(Saved entries)
============
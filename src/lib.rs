//! Campaign A/B experiments: variant allocation, funnel counters, chi-square
//! significance and a race-free lifecycle with winner declaration.

pub mod error;
pub mod experiments;

pub use error::{ExperimentError, Result};
pub use experiments::clock::{Clock, ManualClock, SystemClock};
pub use experiments::config::{
    EventKind, Experiment, ExperimentPatch, ExperimentStatus, Metric, NewExperiment, Winner,
};
pub use experiments::lifecycle::{ExperimentManager, ListQuery};
pub use experiments::store::{ExperimentFilter, ExperimentRepository, ExperimentStore};
pub use experiments::winner::{WinnerPublisher, WinningContent};
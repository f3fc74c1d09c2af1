use abtest::{ExperimentManager, ExperimentStore};
use abtest_http::handlers::AppState;
use axum::{
    body::Body,
    http::{Method, Request},
    Router,
};
use serde_json::{json, Value};
use std::sync::Arc;
use tempfile::TempDir;
use tower::ServiceExt;

/// Router over a file-backed store rooted at `tmp`.
#[allow(dead_code)]
pub fn file_backed_app(tmp: &TempDir) -> Router {
    let store = ExperimentStore::open(tmp.path()).unwrap();
    let manager = ExperimentManager::new(Arc::new(store));
    abtest_http::router(Arc::new(AppState::new(manager)))
}

#[allow(dead_code)]
pub fn subject_test_body(variants: usize, total_audience: u64) -> Value {
    let variants: Vec<Value> = (0..variants)
        .map(|i| {
            json!({
                "name": format!("Variant {}", (b'A' + i as u8) as char),
                "subject": format!("Subject {i}")
            })
        })
        .collect();
    json!({
        "campaignId": "spring-sale",
        "name": "Spring sale subject line",
        "testType": "subject",
        "variants": variants,
        "totalAudience": total_audience
    })
}

#[allow(dead_code)]
pub async fn send_json_request(app: &Router, method: Method, uri: &str, body: Value) -> axum::http::Response<Body> {
    app.clone()
        .oneshot(
            Request::builder()
                .method(method)
                .uri(uri)
                .header("content-type", "application/json")
                .body(Body::from(body.to_string()))
                .unwrap(),
        )
        .await
        .unwrap()
}

#[allow(dead_code)]
pub async fn send_empty_request(app: &Router, method: Method, uri: &str) -> axum::http::Response<Body> {
    app.clone()
        .oneshot(
            Request::builder()
                .method(method)
                .uri(uri)
                .body(Body::empty())
                .unwrap(),
        )
        .await
        .unwrap()
}

#[allow(dead_code)]
pub async fn body_json(resp: axum::http::Response<Body>) -> Value {
    let bytes = axum::body::to_bytes(resp.into_body(), usize::MAX)
        .await
        .unwrap();
    serde_json::from_slice(&bytes).unwrap()
}

#[allow(dead_code)]
pub async fn create_and_start(app: &Router, variants: usize, total_audience: u64) -> String {
    let resp = send_json_request(
        app,
        Method::POST,
        "/ab-tests",
        subject_test_body(variants, total_audience),
    )
    .await;
    let id = body_json(resp).await["data"]["id"]
        .as_str()
        .unwrap()
        .to_string();
    let resp = send_empty_request(app, Method::POST, &format!("/ab-tests/{id}/start")).await;
    assert_eq!(resp.status(), axum::http::StatusCode::OK);
    id
}
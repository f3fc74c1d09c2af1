//! Read-side view of an experiment: counters, rates, pairwise significance.
//!
//! Pure function of the stored experiment, so polling it repeatedly without
//! new events returns identical output.

use serde::Serialize;

use super::aggregator::{funnel_warnings, VariantRates};
use super::config::{
    ConfidenceLevel, Experiment, ExperimentStatus, FunnelCounters, Metric, TestType, Winner,
};
use super::stats::{self, SampleRatioCheck, SignificanceResult};
use super::winner::{suggest_winner, WinnerSuggestion};

#[derive(Serialize, Debug, Clone, PartialEq)]
#[serde(rename_all = "camelCase")]
pub struct VariantResult {
    pub index: usize,
    pub name: String,
    #[serde(flatten)]
    pub counters: FunnelCounters,
    pub rates: VariantRates,
    #[serde(skip_serializing_if = "Vec::is_empty")]
    pub funnel_warnings: Vec<String>,
}

#[derive(Serialize, Debug, Clone, PartialEq)]
#[serde(rename_all = "camelCase")]
pub struct ExperimentResults {
    pub experiment_id: String,
    pub campaign_id: String,
    pub name: String,
    pub test_type: TestType,
    pub status: ExperimentStatus,
    pub metric: Metric,
    pub confidence_level: ConfidenceLevel,
    pub total_audience: u64,
    pub started_at: Option<i64>,
    pub completed_at: Option<i64>,
    pub duration_ms: i64,
    pub variants: Vec<VariantResult>,
    pub comparisons: Vec<SignificanceResult>,
    pub suggestion: Option<WinnerSuggestion>,
    pub winner: Option<Winner>,
    pub sample_ratio_mismatch: Option<SampleRatioCheck>,
}

impl ExperimentResults {
    pub fn build(experiment: &Experiment, metric: Metric) -> Self {
        let variants = experiment
            .variants
            .iter()
            .enumerate()
            .map(|(index, v)| VariantResult {
                index,
                name: v.name().to_string(),
                counters: v.counters,
                rates: VariantRates::from_counters(&v.counters),
                funnel_warnings: funnel_warnings(&v.counters),
            })
            .collect();

        let sample_ratio_mismatch = experiment.allocation.as_ref().and_then(|allocation| {
            let sent: Vec<u64> = experiment.variants.iter().map(|v| v.counters.sent).collect();
            stats::check_sample_ratio_mismatch(&sent, &allocation.buckets)
        });

        Self {
            experiment_id: experiment.id.clone(),
            campaign_id: experiment.campaign_id.clone(),
            name: experiment.name.clone(),
            test_type: experiment.test_type,
            status: experiment.status,
            metric,
            confidence_level: experiment.settings.confidence_level,
            total_audience: experiment.total_audience,
            started_at: experiment.started_at,
            completed_at: experiment.completed_at,
            duration_ms: experiment.settings.duration_ms(),
            variants,
            comparisons: stats::pairwise(&experiment.variants, metric),
            suggestion: suggest_winner(experiment, metric),
            winner: experiment.winner.clone(),
            sample_ratio_mismatch,
        }
    }
}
============
> **TASK DIRECTIONS**
Reproduce the complete data exactly as presented above.

> **SOLUTION TO THE PROBLEM**
filename src/lib.rs
//! Campaign A/B experiments: variant allocation, funnel counters, chi-square
//! significance and a race-free lifecycle with winner declaration.

pub mod error;
pub mod experiments;

pub use error::{ExperimentError, Result};
pub use experiments::clock::{Clock, ManualClock, SystemClock};
pub use experiments::config::{
    EventKind, Experiment, ExperimentPatch, ExperimentStatus, Metric, NewExperiment, Winner,
};
pub use experiments::lifecycle::{ExperimentManager, ListQuery};
pub use experiments::store::{ExperimentFilter, ExperimentRepository, ExperimentStore};
pub use experiments::winner::{WinnerPublisher, WinningContent};
repository f3fc74c1d09c2af1
use abtest::{ExperimentManager, ExperimentStore};
use abtest_http::handlers::AppState;
use axum::{
    body::Body,
    http::{Method, Request},
    Router,
};
use serde_json::{json, Value};
use std::sync::Arc;
use tempfile::TempDir;
use tower::ServiceExt;

/// Router over a file-backed store rooted at `tmp`.
#[allow(dead_code)]
pub fn file_backed_app(tmp: &TempDir) -> Router {
    let store = ExperimentStore::open(tmp.path()).unwrap();
    let manager = ExperimentManager::new(Arc::new(store));
    abtest_http::router(Arc::new(AppState::new(manager)))
}

#[allow(dead_code)]
pub fn subject_test_body(variants: usize, total_audience: u64) -> Value {
    let variants: Vec<Value> = (0..variants)
        .map(|i| {
            json!({
                "name": format!("Variant {}", (b'A' + i as u8) as char),
                "subject": format!("Subject {i}")
            })
        })
        .collect();
    json!({
        "campaignId": "spring-sale",
        "name": "Spring sale subject line",
        "testType": "subject",
        "variants": variants,
        "totalAudience": total_audience
    })
}

#[allow(dead_code)]
pub async fn send_json_request(app: &Router, method: Method, uri: &str, body: Value) -> axum::http::Response<Body> {
    app.clone()
        .oneshot(
            Request::builder()
                .method(method)
                .uri(uri)
                .header("content-type", "application/json")
                .body(Body::from(body.to_string()))
                .unwrap(),
        )
        .await
        .unwrap()
}

#[allow(dead_code)]
pub async fn send_empty_request(app: &Router, method: Method, uri: &str) -> axum::http::Response<Body> {
    app.clone()
        .oneshot(
            Request::builder()
                .method(method)
                .uri(uri)
                .body(Body::empty())
                .unwrap(),
        )
        .await
        .unwrap()
}

#[allow(dead_code)]
pub async fn body_json(resp: axum::http::Response<Body>) -> Value {
    let bytes = axum::body::to_bytes(resp.into_body(), usize::MAX)
        .await
        .unwrap();
    serde_json::from_slice(&bytes).unwrap()
}

#[allow(dead_code)]
pub async fn create_and_start(app: &Router, variants: usize, total_audience: u64) -> String {
    let resp = send_json_request(
        app,
        Method::POST,
        "/ab-tests",
        subject_test_body(variants, total_audience),
    )
    .await;
    let id = body_json(resp).await["data"]["id"]
        .as_str()
        .unwrap()
        .to_string();
    let resp = send_empty_request(app, Method::POST, &format!("/ab-tests/{id}/start")).await;
    assert_eq!(resp.status(), axum::http::StatusCode::OK);
    id
}
repository f3fc74c1d09c2af1
//! Read-side view of an experiment: counters, rates, pairwise significance.
//!
//! Pure function of the stored experiment, so polling it repeatedly without
//! new events returns identical output.

use serde::Serialize;

use super::aggregator::{funnel_warnings, VariantRates};
use super::config::{
    ConfidenceLevel, Experiment, ExperimentStatus, FunnelCounters, Metric, TestType, Winner,
};
use super::stats::{self, SampleRatioCheck, SignificanceResult};
use super::winner::{suggest_winner, WinnerSuggestion};

#[derive(Serialize, Debug, Clone, PartialEq)]
#[serde(rename_all = "camelCase")]
pub struct VariantResult {
    pub index: usize,
    pub name: String,
    #[serde(flatten)]
    pub counters: FunnelCounters,
    pub rates: VariantRates,
    #[serde(skip_serializing_if = "Vec::is_empty")]
    pub funnel_warnings: Vec<String>,
}

#[derive(Serialize, Debug, Clone, PartialEq)]
#[serde(rename_all = "camelCase")]
pub struct ExperimentResults {
    pub experiment_id: String,
    pub campaign_id: String,
    pub name: String,
    pub test_type: TestType,
    pub status: ExperimentStatus,
    pub metric: Metric,
    pub confidence_level: ConfidenceLevel,
    pub total_audience: u64,
    pub started_at: Option<i64>,
    pub completed_at: Option<i64>,
    pub duration_ms: i64,
    pub variants: Vec<VariantResult>,
    pub comparisons: Vec<SignificanceResult>,
    pub suggestion: Option<WinnerSuggestion>,
    pub winner: Option<Winner>,
    pub sample_ratio_mismatch: Option<SampleRatioCheck>,
}

impl ExperimentResults {
    pub fn build(experiment: &Experiment, metric: Metric) -> Self {
        let variants = experiment
            .variants
            .iter()
            .enumerate()
            .map(|(index, v)| VariantResult {
                index,
                name: v.name().to_string(),
                counters: v.counters,
                rates: VariantRates::from_counters(&v.counters),
                funnel_warnings: funnel_warnings(&v.counters),
            })
            .collect();

        let sample_ratio_mismatch = experiment.allocation.as_ref().and_then(|allocation| {
            let sent: Vec<u64> = experiment.variants.iter().map(|v| v.counters.sent).collect();
            stats::check_sample_ratio_mismatch(&sent, &allocation.buckets)
        });

        Self {
            experiment_id: experiment.id.clone(),
            campaign_id: experiment.campaign_id.clone(),
            name: experiment.name.clone(),
            test_type: experiment.test_type,
            status: experiment.status,
            metric,
            confidence_level: experiment.settings.confidence_level,
            total_audience: experiment.total_audience,
            started_at: experiment.started_at,
            completed_at: experiment.completed_at,
            duration_ms: experiment.settings.duration_ms(),
            variants,
            comparisons: stats::pairwise(&experiment.variants, metric),
            suggestion: suggest_winner(experiment, metric),
            winner: experiment.winner.clone(),
            sample_ratio_mismatch,
        }
    }
}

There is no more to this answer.